>>>>

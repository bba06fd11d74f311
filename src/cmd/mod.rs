/*!
Subcommands of the `mcp-cliwrap` binary.

  serve.rs   run the MCP server on stdio
  list.rs    print the tool catalog
  get.rs     print one tool's schema
  exec.rs    call one tool locally
  shared.rs  runtime, parameter coercion, param files, error output
  format.rs  terminal formatting (human output only)

Each subcommand exposes one `execute_*(args, &BridgeConfig) -> anyhow::Result<()>`.
*/

pub mod exec;
pub mod format;
pub mod get;
pub mod list;
pub mod serve;
pub mod shared;

pub use exec::{ExecArgs, execute_exec};
pub use get::{GetArgs, execute_get};
pub use list::{ListArgs, execute_list};
pub use serve::{ServeArgs, execute_serve};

<<<<

• _DESCRIPTION OF THE TASK_
Go through the data above and copy each line that holds the word "shared".

• _OUTPUT BELOW_
  shared.rs  runtime, parameter coercion, param files, error output
pub mod shared;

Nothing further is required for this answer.